People here in Britain will die. But unlike with the financial crash of 2008, we have seen this one coming. The government, so far, is playing it right, and I am confident that we are well positioned to survive even pandemic flu.
Michael Barrett is professor of biochemical parasitology at the University of Glasgow and a contributing editor of the New Statesman
History of Flu Epidemics
1510, 1557 The first large-scale influenza epidemics recorded in Europe.
1580 The first recorded flu pandemic. The virus spread from Russia to Africa and Asia, killing more than 8,000 people and wiping out several Spanish cities.
1889-90 Russian flu. The virus reached North America, Latin America and Asia and killed roughly a million people.
1918-19 Spanish flu. This was the most lethal flu on record. Estimates vary, but the virus killed between 20 and 100 million people (two to five times the number of deaths caused directly by the First World War). It was global, reaching the Arctic and remote Pacific Islands and, unusually, affected young people (aged between 20 and 40) particularly badly. Scientists eventually concluded in 2005 that “Spanish flu” was a strain of bird flu that had spread to human beings.
1957-58 Asian flu. The virus started in China and originally mutated from wild ducks. It then combined with a human strain and killed between one and 1.5 million.

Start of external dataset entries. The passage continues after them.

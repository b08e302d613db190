use std::sync::Once;

use pretty_assertions::assert_eq;
use qapp_core::{update, AppState, Effect, Job, Msg, NewJob, QappError};

fn init_logging() {
    static INIT: Once = Once::new();
    INIT.call_once(qapp_logging::initialize_for_tests);
}

fn job(id: &str, url: &str) -> Job {
    Job {
        id: id.to_string(),
        status: "queued".to_string(),
        domain: Some("example.com".to_string()),
        url: Some(url.to_string()),
        url_hash: Some(format!("url-sha256:{id}")),
        message: None,
    }
}

fn started() -> AppState {
    let (state, _) = update(AppState::new(), Msg::Started);
    state
}

fn loaded(jobs: Vec<Job>) -> AppState {
    let (state, _) = update(started(), Msg::JobsLoaded(Ok(jobs)));
    state
}

fn submit(state: AppState, url: &str) -> (AppState, Vec<Effect>) {
    let (state, _) = update(state, Msg::UrlInputChanged(url.to_string()));
    update(state, Msg::SubmitClicked)
}

#[test]
fn start_requests_identity_theme_and_first_poll() {
    init_logging();
    let (state, effects) = update(AppState::new(), Msg::Started);

    assert_eq!(
        effects,
        vec![Effect::LoadIdentity, Effect::ReadTheme, Effect::FetchJobs]
    );
    assert!(state.board().is_in_flight());
}

#[test]
fn invalid_url_alerts_and_sends_nothing() {
    init_logging();
    for bad in ["not a url", "", "ht!tp://x"] {
        let (state, effects) = submit(AppState::new(), bad);
        assert!(effects.is_empty(), "no request for {bad:?}");
        assert_eq!(state.view().alert, Some(format!("Invalid URL {bad}")));
    }
}

#[test]
fn valid_submission_emits_create_request_with_form_values() {
    init_logging();
    let (state, _) = update(AppState::new(), Msg::DepthChanged(3));
    let (state, _) = update(state, Msg::AssetsToggled(true));
    let (state, effects) = submit(state, " https://example.com/page ");

    assert_eq!(
        effects,
        vec![Effect::SubmitJob(NewJob {
            url: "https://example.com/page".to_string(),
            depth: 3,
            assets: true,
        })]
    );
    assert_eq!(state.view().alert, None);
}

#[test]
fn submission_result_triggers_immediate_repoll() {
    init_logging();
    let (state, _) = submit(AppState::new(), "https://example.com");
    let (_, effects) = update(state, Msg::JobSubmitted(Ok(())));
    assert_eq!(effects, vec![Effect::FetchJobs]);

    let (state, _) = submit(AppState::new(), "https://example.com");
    let (state, effects) = update(
        state,
        Msg::JobSubmitted(Err(QappError::Transport("connection refused".into()))),
    );
    assert_eq!(effects, vec![Effect::FetchJobs]);
    assert!(state.view().log_text.contains("connection refused"));
}

#[test]
fn repoll_during_inflight_poll_is_queued_behind_it() {
    init_logging();
    let state = started();
    let (state, effects) = update(state, Msg::JobSubmitted(Ok(())));
    assert!(effects.is_empty());

    let (state, effects) = update(state, Msg::JobsLoaded(Ok(vec![])));
    assert_eq!(effects, vec![Effect::FetchJobs]);
    assert!(state.board().is_in_flight());
}

#[test]
fn loaded_jobs_render_paired_rows_all_collapsed() {
    init_logging();
    let state = loaded(vec![
        job("a1", "https://a.example.com"),
        job("b2", "https://b.example.com"),
        job("c3", "https://c.example.com"),
    ]);
    let view = state.view();

    assert_eq!(view.jobs.len(), 3);
    for row in &view.jobs {
        assert_eq!(row.summary.job_id, row.detail.job_id);
        assert!(!row.detail.expanded);
    }
    assert_eq!(view.jobs[1].summary.domain, "example.com");
    assert_eq!(view.jobs[1].detail.url, "https://b.example.com");
    assert_eq!(view.jobs[1].detail.url_hash, "url-sha256:b2");
}

#[test]
fn expanding_one_row_collapses_every_other() {
    init_logging();
    let ids = ["a", "b", "c"];
    let jobs = ids.iter().map(|id| job(id, "https://x.example.com")).collect();
    let base = loaded(jobs);

    for first in ids {
        for second in ids.iter().filter(|id| **id != first) {
            let (state, _) = update(base.clone(), Msg::JobRowClicked(first.to_string()));
            let (state, _) = update(state, Msg::JobRowClicked(second.to_string()));
            let expanded: Vec<_> = state
                .view()
                .jobs
                .iter()
                .filter(|row| row.detail.expanded)
                .map(|row| row.detail.job_id.clone())
                .collect();
            assert_eq!(expanded, vec![second.to_string()]);
        }
    }
}

#[test]
fn clicking_the_open_row_closes_it() {
    init_logging();
    let state = loaded(vec![job("a", "https://a.example.com")]);
    let (state, _) = update(state, Msg::JobRowClicked("a".into()));
    let (state, _) = update(state, Msg::JobRowClicked("a".into()));
    assert!(state.view().jobs.iter().all(|row| !row.detail.expanded));
}

#[test]
fn poll_rebuild_collapses_expanded_detail() {
    init_logging();
    let jobs = vec![job("a", "https://a.example.com")];
    let state = loaded(jobs.clone());
    let (state, _) = update(state, Msg::JobRowClicked("a".into()));
    assert_eq!(state.board().expanded(), Some("a"));

    let (state, effects) = update(state, Msg::PollTick);
    assert_eq!(effects, vec![Effect::FetchJobs]);
    let (state, _) = update(state, Msg::JobsLoaded(Ok(jobs)));
    assert_eq!(state.board().expanded(), None);
}

#[test]
fn tick_is_skipped_while_a_poll_is_in_flight() {
    init_logging();
    let state = started();
    let (state, effects) = update(state, Msg::PollTick);
    assert!(effects.is_empty());
    assert_eq!(state.board().polls_started(), 1);
}

#[test]
fn failed_poll_keeps_rows_and_polling_continues() {
    init_logging();
    let state = loaded(vec![job("a", "https://a.example.com")]);
    let (state, _) = update(state, Msg::PollTick);
    let (state, _) = update(
        state,
        Msg::JobsLoaded(Err(QappError::Transport("timeout".into()))),
    );

    let view = state.view();
    assert_eq!(view.jobs.len(), 1);
    assert!(view.polling.status.unwrap().contains("timeout"));

    let (_, effects) = update(state, Msg::PollTick);
    assert_eq!(effects, vec![Effect::FetchJobs]);
}

#[test]
fn suspended_poller_ignores_ticks_and_repolls_on_resume() {
    init_logging();
    let state = loaded(vec![]);
    let (state, _) = update(state, Msg::PollingSuspended);
    let (state, effects) = update(state, Msg::PollTick);
    assert!(effects.is_empty());
    assert!(state.view().polling.suspended);

    let (state, effects) = update(state, Msg::PollingResumed);
    assert_eq!(effects, vec![Effect::FetchJobs]);
    assert!(!state.view().polling.suspended);
}

#[test]
fn view_logs_fetches_record_and_shows_it() {
    init_logging();
    let state = loaded(vec![job("a", "https://a.example.com")]);
    let (state, effects) = update(state, Msg::ViewLogsClicked("a".into()));
    assert_eq!(
        effects,
        vec![Effect::FetchJobRecord {
            job_id: "a".into()
        }]
    );

    let record = "{\n  \"id\": \"a\"\n}".to_string();
    let (state, _) = update(
        state,
        Msg::JobRecordLoaded {
            job_id: "a".into(),
            result: Ok(record.clone()),
        },
    );
    assert_eq!(state.view().log_text, record);
}

#[test]
fn get_archive_looks_up_the_job_url() {
    init_logging();
    let state = loaded(vec![job("a", "https://a.example.com")]);
    let (_, effects) = update(state, Msg::GetArchiveClicked("a".into()));
    assert_eq!(
        effects,
        vec![Effect::LookupArchive {
            url: "https://a.example.com".into()
        }]
    );
}

#[test]
fn missing_archive_is_reported_distinctly_from_transport_failure() {
    init_logging();
    let (state, effects) = update(
        started(),
        Msg::ArchiveLookedUp {
            url: "https://a.example.com".into(),
            result: Ok(None),
            at: "2024-01-01T00:00:00Z".into(),
        },
    );
    assert!(effects.is_empty());
    assert_eq!(state.view().log_text, "No archive found for this URL");
    assert!(state.view().tabs.is_empty());

    let (state, _) = update(
        state,
        Msg::ArchiveLookedUp {
            url: "https://a.example.com".into(),
            result: Err(QappError::Transport("connection reset".into())),
            at: "2024-01-01T00:00:00Z".into(),
        },
    );
    let log = state.view().log_text;
    assert_ne!(log, "No archive found for this URL");
    assert!(log.contains("connection reset"));
}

1968-69 Hong Kong flu. The virus started in Hong Kong, then spread across Asia to India and northern Australia. It was carried to the US by troops returning home from Vietnam. In total, it killed between 750,000 and a million people, particularly affecting children under five and middle-aged adults.
1976 Swine flu scare. An outbreak in New Jersey caused President Ford to order a nationwide vaccination programme costing $135m. Forty million Americans were inoculated and there was no epidemic.
1977 Worldwide Russian flu scare. Beginning in northern China, the virus spread rapidly around the world but affected only children and young adults (it is not considered a true “pandemic”).
1997 Bird flu (avian influenza). The virus has killed millions of poultry in Asia, Africa and Europe. When it was first discovered, in Hong Kong, as many as 1.5 million chickens had to be slaughtered in the city. Since 1997, a growing number of human beings have been infected, with 248 deaths in 12 countries to date.